[[ STORED DATA open ]]
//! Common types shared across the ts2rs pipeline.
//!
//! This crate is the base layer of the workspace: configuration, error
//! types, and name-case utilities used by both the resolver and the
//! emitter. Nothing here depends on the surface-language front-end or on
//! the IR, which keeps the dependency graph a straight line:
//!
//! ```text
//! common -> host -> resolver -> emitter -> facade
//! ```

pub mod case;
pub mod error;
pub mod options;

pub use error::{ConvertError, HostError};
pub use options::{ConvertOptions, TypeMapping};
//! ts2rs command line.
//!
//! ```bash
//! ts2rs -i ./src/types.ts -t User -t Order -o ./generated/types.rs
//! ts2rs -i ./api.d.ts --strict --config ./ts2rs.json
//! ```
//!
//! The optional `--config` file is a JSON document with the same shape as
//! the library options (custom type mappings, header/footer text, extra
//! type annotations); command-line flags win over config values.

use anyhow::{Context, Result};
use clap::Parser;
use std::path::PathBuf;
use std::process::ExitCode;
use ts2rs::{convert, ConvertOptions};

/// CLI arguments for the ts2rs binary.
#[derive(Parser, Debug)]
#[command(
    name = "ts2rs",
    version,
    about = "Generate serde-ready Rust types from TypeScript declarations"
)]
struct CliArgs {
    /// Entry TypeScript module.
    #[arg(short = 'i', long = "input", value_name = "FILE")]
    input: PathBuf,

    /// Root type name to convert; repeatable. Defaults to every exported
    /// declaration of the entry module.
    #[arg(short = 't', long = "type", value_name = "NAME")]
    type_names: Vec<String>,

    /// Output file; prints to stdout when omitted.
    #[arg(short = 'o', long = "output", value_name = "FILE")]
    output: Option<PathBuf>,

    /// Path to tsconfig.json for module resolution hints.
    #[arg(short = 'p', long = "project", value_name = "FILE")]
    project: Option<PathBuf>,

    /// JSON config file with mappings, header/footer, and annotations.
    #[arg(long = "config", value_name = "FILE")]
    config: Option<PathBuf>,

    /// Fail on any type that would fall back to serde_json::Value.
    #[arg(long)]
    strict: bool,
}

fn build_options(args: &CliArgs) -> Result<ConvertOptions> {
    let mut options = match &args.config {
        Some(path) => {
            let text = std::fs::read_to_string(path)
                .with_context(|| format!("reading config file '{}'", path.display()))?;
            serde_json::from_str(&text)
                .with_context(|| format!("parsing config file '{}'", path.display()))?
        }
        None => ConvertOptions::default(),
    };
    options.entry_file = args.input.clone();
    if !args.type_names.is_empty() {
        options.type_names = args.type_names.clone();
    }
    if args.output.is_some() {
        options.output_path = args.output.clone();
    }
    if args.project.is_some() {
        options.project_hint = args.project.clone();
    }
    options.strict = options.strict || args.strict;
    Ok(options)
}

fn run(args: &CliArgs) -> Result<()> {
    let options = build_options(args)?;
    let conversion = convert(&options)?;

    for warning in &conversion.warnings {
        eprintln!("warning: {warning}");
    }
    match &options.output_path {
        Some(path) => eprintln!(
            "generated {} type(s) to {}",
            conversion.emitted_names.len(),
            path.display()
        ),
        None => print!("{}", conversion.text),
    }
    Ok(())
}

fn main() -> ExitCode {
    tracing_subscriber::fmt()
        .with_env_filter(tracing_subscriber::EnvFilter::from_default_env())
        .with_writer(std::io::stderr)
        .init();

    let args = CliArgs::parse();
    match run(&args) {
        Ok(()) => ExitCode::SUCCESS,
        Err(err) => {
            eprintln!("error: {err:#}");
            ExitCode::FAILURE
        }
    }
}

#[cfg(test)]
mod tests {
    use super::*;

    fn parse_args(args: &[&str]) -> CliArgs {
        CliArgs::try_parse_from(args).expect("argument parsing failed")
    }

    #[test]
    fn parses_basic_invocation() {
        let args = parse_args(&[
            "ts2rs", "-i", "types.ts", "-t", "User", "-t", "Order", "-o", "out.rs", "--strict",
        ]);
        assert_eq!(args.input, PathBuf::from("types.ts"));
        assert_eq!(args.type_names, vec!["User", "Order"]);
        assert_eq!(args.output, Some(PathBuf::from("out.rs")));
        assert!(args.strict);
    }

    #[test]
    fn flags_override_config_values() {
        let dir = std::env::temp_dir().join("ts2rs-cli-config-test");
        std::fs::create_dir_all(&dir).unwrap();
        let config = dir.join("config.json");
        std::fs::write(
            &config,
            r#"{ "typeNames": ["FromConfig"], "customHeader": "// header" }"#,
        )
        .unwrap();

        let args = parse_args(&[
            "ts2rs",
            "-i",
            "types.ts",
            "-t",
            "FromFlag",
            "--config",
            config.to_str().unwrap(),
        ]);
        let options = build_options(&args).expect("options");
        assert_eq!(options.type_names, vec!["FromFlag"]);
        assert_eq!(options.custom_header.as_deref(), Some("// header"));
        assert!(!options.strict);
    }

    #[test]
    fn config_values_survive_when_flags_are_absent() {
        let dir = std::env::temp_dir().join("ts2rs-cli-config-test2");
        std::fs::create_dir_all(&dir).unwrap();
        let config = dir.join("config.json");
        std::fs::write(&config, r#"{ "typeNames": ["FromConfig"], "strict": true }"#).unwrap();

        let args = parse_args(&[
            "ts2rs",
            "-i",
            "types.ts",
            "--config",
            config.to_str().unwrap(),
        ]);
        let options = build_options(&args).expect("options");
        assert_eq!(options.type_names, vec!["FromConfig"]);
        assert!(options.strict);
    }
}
[[ STORED DATA closed ]]
WHAT TO DO: Please output an exact copy of the lines above, from the opening line of the data down to the line that contains "back to serde_json::Value.".

REPLY TO THE TASK:
//! Common types shared across the ts2rs pipeline.
//!
//! This crate is the base layer of the workspace: configuration, error
//! types, and name-case utilities used by both the resolver and the
//! emitter. Nothing here depends on the surface-language front-end or on
//! the IR, which keeps the dependency graph a straight line:
//!
//! ```text
//! common -> host -> resolver -> emitter -> facade
//! ```

pub mod case;
pub mod error;
pub mod options;

pub use error::{ConvertError, HostError};
pub use options::{ConvertOptions, TypeMapping};
//! ts2rs command line.
//!
//! ```bash
//! ts2rs -i ./src/types.ts -t User -t Order -o ./generated/types.rs
//! ts2rs -i ./api.d.ts --strict --config ./ts2rs.json
//! ```
//!
//! The optional `--config` file is a JSON document with the same shape as
//! the library options (custom type mappings, header/footer text, extra
//! type annotations); command-line flags win over config values.

use anyhow::{Context, Result};
use clap::Parser;
use std::path::PathBuf;
use std::process::ExitCode;
use ts2rs::{convert, ConvertOptions};

/// CLI arguments for the ts2rs binary.
#[derive(Parser, Debug)]
#[command(
    name = "ts2rs",
    version,
    about = "Generate serde-ready Rust types from TypeScript declarations"
)]
struct CliArgs {
    /// Entry TypeScript module.
    #[arg(short = 'i', long = "input", value_name = "FILE")]
    input: PathBuf,

    /// Root type name to convert; repeatable. Defaults to every exported
    /// declaration of the entry module.
    #[arg(short = 't', long = "type", value_name = "NAME")]
    type_names: Vec<String>,

    /// Output file; prints to stdout when omitted.
    #[arg(short = 'o', long = "output", value_name = "FILE")]
    output: Option<PathBuf>,

    /// Path to tsconfig.json for module resolution hints.
    #[arg(short = 'p', long = "project", value_name = "FILE")]
    project: Option<PathBuf>,

    /// JSON config file with mappings, header/footer, and annotations.
    #[arg(long = "config", value_name = "FILE")]
    config: Option<PathBuf>,

    /// Fail on any type that would fall back to serde_json::Value.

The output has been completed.